EXCERPTED DATA
────────────────

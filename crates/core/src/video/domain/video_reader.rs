use std::path::Path;

use crate::shared::error::BoxError;
use crate::shared::frame::Frame;
use crate::shared::video_metadata::VideoMetadata;

/// Reads frames from a video source.
///
/// Implementations handle I/O details (codec, container format, etc.)
/// while the pipeline works with the abstract `Frame` and `VideoMetadata`
/// types.
pub trait VideoReader: Send {
    /// Opens a video file and returns its probed metadata.
    fn open(&mut self, path: &Path) -> Result<VideoMetadata, BoxError>;

    /// Returns an iterator over frames in decode order.
    ///
    /// The sequence is not restartable; reopen the reader to decode again.
    fn frames(&mut self) -> Box<dyn Iterator<Item = Result<Frame, BoxError>> + '_>;

    /// Releases any resources held by the reader.
    fn close(&mut self);
}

────────────────

Would you transcribe exactly the lines from the one containing "by the reader." to the end of the material, and leave out the rest?

    /// Releases any resources held by the reader.
    fn close(&mut self);
}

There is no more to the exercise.